Bull and Bear Market Indicators: David Aronson’s Logistic Regression Research

David Aronson has been thinking about the intersection of statistics and markets for longer than most quantitative traders have been alive. He started keeping point-and-figure charts at 15, joined Merrill Lynch in 1973, and by 1980 had founded his own software company, Raiden Research Group, to develop pattern recognition tools for trading systems. His book Evidence-Based Technical Analysis is one of the more rigorous treatments of which technical analysis methods hold up to statistical scrutiny and which don’t.

When this episode was recorded there was active debate about whether the stock market was transitioning from a bull to a bear market. David had been doing something relevant: testing hundreds of indicators against 120 years of market data to see which ones could reliably identify current market state. The results are specific, and some of them are surprising in ways that matter for systematic traders.

Watch the full episode below, then read on for the complete breakdown.
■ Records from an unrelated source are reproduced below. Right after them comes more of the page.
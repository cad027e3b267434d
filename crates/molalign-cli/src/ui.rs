use indicatif::{MultiProgress, ProgressBar, ProgressDrawTarget, ProgressState, ProgressStyle};
use molalign::engine::progress::{Progress, ProgressCallback};
use std::sync::Arc;
use std::sync::atomic::{AtomicU64, Ordering};
use std::time::{Duration, Instant};
use tokio::sync::{mpsc, watch};
use tracing::warn;

#[derive(Debug)]
pub enum UiEvent {
    Progress(Progress),
    /// Completed steps accumulated by a [`CliProgressHandler`] since the last advance.
    Advance(Arc<AtomicU64>),
    Log(String),
}

/// A phase currently shown on screen.
struct ActivePhase {
    name: &'static str,
    bar: ProgressBar,
    started: Instant,
}

/// Renders workflow progress and routed log lines on stderr.
///
/// Runs as its own task; everything reaches it through the event channel so
/// worker threads never touch the terminal.
pub struct UiManager {
    mp: Arc<MultiProgress>,
    phase: Option<ActivePhase>,
    event_receiver: mpsc::Receiver<UiEvent>,
    shutdown_receiver: watch::Receiver<bool>,
    // Keeps the MultiProgress alive between phases.
    anchor: ProgressBar,
}

impl UiManager {
    pub fn new() -> (Self, mpsc::Sender<UiEvent>, watch::Sender<bool>) {
        let (event_sender, event_receiver) = mpsc::channel(1024);
        let (shutdown_sender, shutdown_receiver) = watch::channel(false);
        let mp = Arc::new(MultiProgress::with_draw_target(
            ProgressDrawTarget::stderr_with_hz(12),
        ));
        let anchor = mp.add(ProgressBar::hidden());
        let manager = Self {
            mp,
            phase: None,
            event_receiver,
            shutdown_receiver,
            anchor,
        };

        (manager, event_sender, shutdown_sender)
    }

    pub async fn run(mut self) {
        loop {
            tokio::select! {
                Some(event) = self.event_receiver.recv() => self.handle_event(event),
                result = self.shutdown_receiver.changed() => {
                    if result.is_err() || *self.shutdown_receiver.borrow() {
                        break;
                    }
                }
            }
        }
        while let Ok(event) = self.event_receiver.try_recv() {
            self.handle_event(event);
        }
        self.close_phase();
        self.anchor.finish_and_clear();
    }

    fn handle_event(&mut self, event: UiEvent) {
        match event {
            UiEvent::Log(line) => {
                self.mp.println(line).ok();
            }
            UiEvent::Advance(pending) => {
                let steps = pending.swap(0, Ordering::AcqRel);
                if let Some(phase) = &self.phase {
                    phase.bar.inc(steps);
                }
            }
            UiEvent::Progress(progress) => self.handle_progress(progress),
        }
    }

    fn handle_progress(&mut self, progress: Progress) {
        match progress {
            Progress::PhaseStart { name } => {
                self.close_phase();
                let bar = self.mp.add(ProgressBar::new_spinner());
                bar.set_style(Self::spinner_style());
                bar.set_message(name);
                bar.enable_steady_tick(Duration::from_millis(80));
                self.phase = Some(ActivePhase {
                    name,
                    bar,
                    started: Instant::now(),
                });
            }
            Progress::PhaseFinish => {
                if let Some(phase) = self.phase.take() {
                    phase.bar.finish_and_clear();
                    self.mp
                        .println(format!(
                            "✓ {} ({:.2}s)",
                            phase.name,
                            phase.started.elapsed().as_secs_f64()
                        ))
                        .ok();
                }
            }
            Progress::TaskStart { total_steps } => {
                if let Some(phase) = &self.phase {
                    phase.bar.disable_steady_tick();
                    phase.bar.set_style(Self::bar_style());
                    phase.bar.set_length(total_steps);
                    phase.bar.reset();
                }
            }
            Progress::TaskIncrement => {
                if let Some(phase) = &self.phase {
                    phase.bar.inc(1);
                }
            }
            Progress::TaskFinish => {
                if let Some(phase) = &self.phase {
                    phase.bar.finish();
                }
            }
        }
    }

    /// Drops a phase that never reported its end, e.g. after a workflow error.
    fn close_phase(&mut self) {
        if let Some(phase) = self.phase.take() {
            phase.bar.finish_and_clear();
        }
    }

    fn spinner_style() -> ProgressStyle {
        ProgressStyle::with_template("{spinner:.green} {msg}")
            .expect("Invalid template")
            .tick_strings(&["⠋", "⠙", "⠹", "⠸", "⠼", "⠴", "⠦", "⠧", "⠇", "⠏"])
    }

    fn bar_style() -> ProgressStyle {
        ProgressStyle::with_template(
            "{msg:<24} [{bar:40.cyan/blue}] {pos}/{len} pairs ({rate}, {eta})",
        )
        .expect("Invalid template")
        .with_key(
            "rate",
            |state: &ProgressState, w: &mut dyn std::fmt::Write| {
                let _ = write!(w, "{:.0}/s", state.per_sec());
            },
        )
        .with_key(
            "eta",
            |state: &ProgressState, w: &mut dyn std::fmt::Write| {
                let _ = write!(w, "{:.1}s left", state.eta().as_secs_f64());
            },
        )
        .progress_chars("━╸ ")
    }
}

/// Bridges a core [`ProgressReporter`](molalign::engine::progress::ProgressReporter)
/// to the UI channel.
///
/// Step increments arrive from many rayon workers at once, so they are summed
/// into a shared counter and the UI is woken with a single [`UiEvent::Advance`]
/// per batch instead of one message per step.
#[derive(Clone)]
pub struct CliProgressHandler {
    sender: mpsc::Sender<UiEvent>,
    pending: Arc<AtomicU64>,
}

impl CliProgressHandler {
    pub fn new(sender: mpsc::Sender<UiEvent>) -> Self {
        Self {
            sender,
            pending: Arc::new(AtomicU64::new(0)),
        }
    }

    pub fn get_callback(&self) -> ProgressCallback<'static> {
        let handler = self.clone();
        Box::new(move |progress: Progress| handler.forward(progress))
    }

    fn forward(&self, progress: Progress) {
        let event = match progress {
            Progress::TaskIncrement => {
                // Only the step that finds the counter empty wakes the UI.
                if self.pending.fetch_add(1, Ordering::AcqRel) != 0 {
                    return;
                }
                UiEvent::Advance(self.pending.clone())
            }
            Progress::TaskStart { .. } => {
                self.pending.store(0, Ordering::Release);
                UiEvent::Progress(progress)
            }
            other => UiEvent::Progress(other),
        };
        if let Err(e) = self.sender.try_send(event) {
            warn!("Failed to send progress update to UI channel: {}", e);
        }
    }
}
What logistic regression does and why it’s useful here

Before getting into the research findings, David takes time to explain the statistical method he’s using. Standard multiple regression analysis takes a set of indicators and combines them to produce a continuous forecast of a target variable, a price return for example. Logistic regression is a variant that does something slightly different: instead of predicting a quantity, it predicts the probability that a binary condition is true or false.

In this context, the target variable is market state: bull or bear. Using historical data where we know, with the benefit of hindsight, when bear markets occurred, you assign a value of 1 to every day that was historically in a bear market and 0 to every other day. The logistic regression model then looks for indicators that can push the probability estimate for that binary condition significantly above or below the historical base rate.
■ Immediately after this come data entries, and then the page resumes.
//! Scroll position to progress mapping.
//!
//! Positions are expressed the way the layout reports them: an element's
//! top relative to the viewport top (negative once scrolled past), its
//! height, and the viewport height. Scrolling down by `d` pixels lowers
//! `top` by `d`.

use crate::error::{MotionError, MotionResult};

use super::clamp01;

/// Snapshot of an element's geometry relative to the viewport.
#[derive(Debug, Clone, Copy, PartialEq, Default)]
pub struct ElementMetrics {
    /// Element top relative to viewport top, px
    pub top: f64,
    pub height: f64,
    pub viewport_height: f64,
}

/// A point on the element meeting a point on the viewport.
///
/// `element` and `viewport` are fractions of their respective heights:
/// `TriggerEdge::new(0.0, 0.8)` fires when the element's top reaches 80%
/// down the viewport.
#[derive(Debug, Clone, Copy, PartialEq)]
pub struct TriggerEdge {
    pub element: f64,
    pub viewport: f64,
}

impl TriggerEdge {
    /// Element top meets viewport bottom
    pub const TOP_BOTTOM: TriggerEdge = TriggerEdge::new(0.0, 1.0);
    /// Element top meets viewport top
    pub const TOP_TOP: TriggerEdge = TriggerEdge::new(0.0, 0.0);
    /// Element bottom meets viewport top
    pub const BOTTOM_TOP: TriggerEdge = TriggerEdge::new(1.0, 0.0);

    pub const fn new(element: f64, viewport: f64) -> Self {
        Self { element, viewport }
    }

    /// Remaining scroll (px) before this edge is reached. Zero or negative
    /// once crossed.
    pub fn distance(&self, metrics: ElementMetrics) -> f64 {
        metrics.top + self.element * metrics.height - self.viewport * metrics.viewport_height
    }

    pub fn is_crossed(&self, metrics: ElementMetrics) -> bool {
        self.distance(metrics) <= 0.0
    }
}

/// A scroll-linked span between two edges.
#[derive(Debug, Clone, Copy, PartialEq)]
pub struct ScrollRange {
    pub start: TriggerEdge,
    pub end: TriggerEdge,
}

impl ScrollRange {
    pub const fn new(start: TriggerEdge, end: TriggerEdge) -> Self {
        Self { start, end }
    }

    /// Scroll distance (px) between start and end for this geometry.
    pub fn span(&self, metrics: ElementMetrics) -> MotionResult<f64> {
        let span = self.end.distance(metrics) - self.start.distance(metrics);
        if span > 0.0 && span.is_finite() {
            Ok(span)
        } else {
            Err(MotionError::DegenerateScrollRange { span })
        }
    }

    /// Progress through the range in [0, 1].
    ///
    /// A degenerate range (zero or negative span) behaves as a step at its
    /// start edge.
    pub fn progress(&self, metrics: ElementMetrics) -> f64 {
        let start = self.start.distance(metrics);
        match self.span(metrics) {
            Ok(span) => clamp01(-start / span),
            Err(_) => {
                if start <= 0.0 {
                    1.0
                } else {
                    0.0
                }
            }
        }
    }
}

/// Action emitted when a toggle trigger changes side.
#[derive(Debug, Clone, Copy, PartialEq, Eq)]
pub enum ToggleAction {
    /// Scrolled forward past the edge
    Enter,
    /// Scrolled back above the edge
    LeaveBack,
}

/// Fires once per crossing of a single edge, in either direction.
#[derive(Debug, Clone, PartialEq)]
pub struct ToggleTrigger {
    edge: TriggerEdge,
    active: bool,
}

impl ToggleTrigger {
    pub fn new(edge: TriggerEdge) -> Self {
        Self {
            edge,
            active: false,
        }
    }

    pub fn edge(&self) -> TriggerEdge {
        self.edge
    }

    pub fn is_active(&self) -> bool {
        self.active
    }

    /// Feed new geometry; returns an action only when the side changes.
    pub fn update(&mut self, metrics: ElementMetrics) -> Option<ToggleAction> {
        let crossed = self.edge.is_crossed(metrics);
        match (self.active, crossed) {
            (false, true) => {
                self.active = true;
                Some(ToggleAction::Enter)
            }
            (true, false) => {
                self.active = false;
                Some(ToggleAction::LeaveBack)
            }
            _ => None,
        }
    }
}

#[cfg(test)]
mod tests {
    use super::*;

    fn at(top: f64) -> ElementMetrics {
        ElementMetrics {
            top,
            height: 400.0,
            viewport_height: 1000.0,
        }
    }

    #[test]
    fn edge_distance() {
        let edge = TriggerEdge::new(0.0, 0.8);
        assert_eq!(edge.distance(at(900.0)), 100.0);
        assert!(!edge.is_crossed(at(900.0)));
        assert!(edge.is_crossed(at(800.0)));
    }

    #[test]
    fn range_progress_top_to_bottom() {
        let range = ScrollRange::new(TriggerEdge::TOP_TOP, TriggerEdge::BOTTOM_TOP);
        assert_eq!(range.progress(at(100.0)), 0.0);
        assert_eq!(range.progress(at(0.0)), 0.0);
        assert_eq!(range.progress(at(-200.0)), 0.5);
        assert_eq!(range.progress(at(-400.0)), 1.0);
        assert_eq!(range.progress(at(-4000.0)), 1.0);
    }

    #[test]
    fn degenerate_range_is_a_step() {
        let range = ScrollRange::new(TriggerEdge::TOP_TOP, TriggerEdge::TOP_TOP);
        assert!(range.span(at(0.0)).is_err());
        assert_eq!(range.progress(at(10.0)), 0.0);
        assert_eq!(range.progress(at(-10.0)), 1.0);
    }

    #[test]
    fn toggle_fires_once_per_crossing() {
        let mut trigger = ToggleTrigger::new(TriggerEdge::new(0.0, 0.8));
        assert_eq!(trigger.update(at(900.0)), None);
        assert_eq!(trigger.update(at(700.0)), Some(ToggleAction::Enter));
        assert_eq!(trigger.update(at(500.0)), None);
        assert_eq!(trigger.update(at(850.0)), Some(ToggleAction::LeaveBack));
        assert_eq!(trigger.update(at(950.0)), None);
        assert!(!trigger.is_active());
    }

    #[test]
    fn already_in_view_enters_on_first_update() {
        let mut trigger = ToggleTrigger::new(TriggerEdge::new(0.0, 0.8));
        assert_eq!(trigger.update(at(0.0)), Some(ToggleAction::Enter));
    }
}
The base rate matters. Looking at the Dow Jones from 1896 forward, bear markets have been in effect about 17% of the time. If you have no other information, your best estimate that you’re currently in a bear market is 17%. The value of any indicator is measured by how much it can move that probability estimate, and how reliably it does so across different market periods.

David frames this as “nowcasting” rather than forecasting. You’re not trying to predict where the market goes next. You’re trying to identify the state of the market right now, as quickly and accurately as possible. If a bear market tends to persist after you detect it, you’re implicitly making a forward prediction, but the first step is accurate detection of current state.
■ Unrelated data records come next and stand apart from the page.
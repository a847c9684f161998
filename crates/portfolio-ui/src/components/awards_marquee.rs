//! Awards marquee
//!
//! Time-driven, infinite horizontal scroll. The content is rendered
//! [`MARQUEE_COPIES`] times and a CSS keyframe translates the track by
//! `-100% / copies`, so the loop point is invisible. No scroll linkage.

use dioxus::prelude::*;
use portfolio_core::content::MARQUEE_COPIES;

/// Properties for the AwardsMarquee component
#[derive(Clone, PartialEq, Props)]
pub struct AwardsMarqueeProps {
    pub items: Vec<&'static str>,
    /// Seconds per loop
    #[props(default = 30)]
    pub seconds: u32,
}

#[component]
pub fn AwardsMarquee(props: AwardsMarqueeProps) -> Element {
    rsx! {
        div { class: "marquee", role: "marquee",
            div {
                class: "marquee-track",
                style: "--marquee-duration: {props.seconds}s; --marquee-copies: {MARQUEE_COPIES}",
                for copy in 0..MARQUEE_COPIES {
                    ul {
                        key: "{copy}",
                        class: "marquee-group",
                        // Only the first copy is announced
                        "aria-hidden": if copy > 0 { "true" } else { "false" },
                        for item in props.items.iter() {
                            li { key: "{item}", class: "marquee-item",
                                span { class: "marquee-star", "\u{2726}" }
                                "{item}"
                            }
                        }
                    }
                }
            }
        }
    }
}

#[cfg(test)]
mod tests {
    use portfolio_core::content::AWARDS;

    use super::*;

    #[test]
    fn content_is_duplicated_for_seamless_loop() {
        let html = dioxus_ssr::render_element(rsx! {
            AwardsMarquee { items: AWARDS.to_vec() }
        });
        for award in AWARDS {
            assert_eq!(html.matches(award).count(), MARQUEE_COPIES, "{award}");
        }
        assert_eq!(html.matches("aria-hidden=\"true\"").count(), MARQUEE_COPIES - 1);
    }

    #[test]
    fn duration_is_configurable() {
        let html = dioxus_ssr::render_element(rsx! {
            AwardsMarquee { items: AWARDS.to_vec(), seconds: 12 }
        });
        assert!(html.contains("--marquee-duration: 12s"));
    }
}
The 50-200 day moving average: what the data shows

David started with the most obvious candidate: the golden cross / death cross, the difference between the 50-day and 200-day moving average. This is probably the most widely discussed market state indicator, and his results give it some empirical grounding.

Using Dow Jones data back to 1896, here’s what the logistic regression found:

50-day vs 200-day positionBear market probability
50 is above 200 (golden cross)~8% (well below 17% base rate)
50 is below 200 (death cross)~36% (roughly double the base rate)

So the 50-200 spread produces about a four-fold difference in bear market probability depending on which side of the threshold you’re on. When the 50 is above the 200, you’re roughly half as likely to be in a bear market as the historical average. When it’s below, you’re roughly twice as likely.

This is a meaningful result, though David is careful about what it doesn’t tell you. A 36% probability of a bear market still means there’s a 64% chance you’re not in one. And the number of truly independent samples in 120 years of data is smaller than it appears, because bear markets have high serial correlation. Once you’re in a bear market state, the next day’s reading is highly predictable from today’s. The actual number of independent bull-to-bear or bear-to-bull transitions in the data set is modest.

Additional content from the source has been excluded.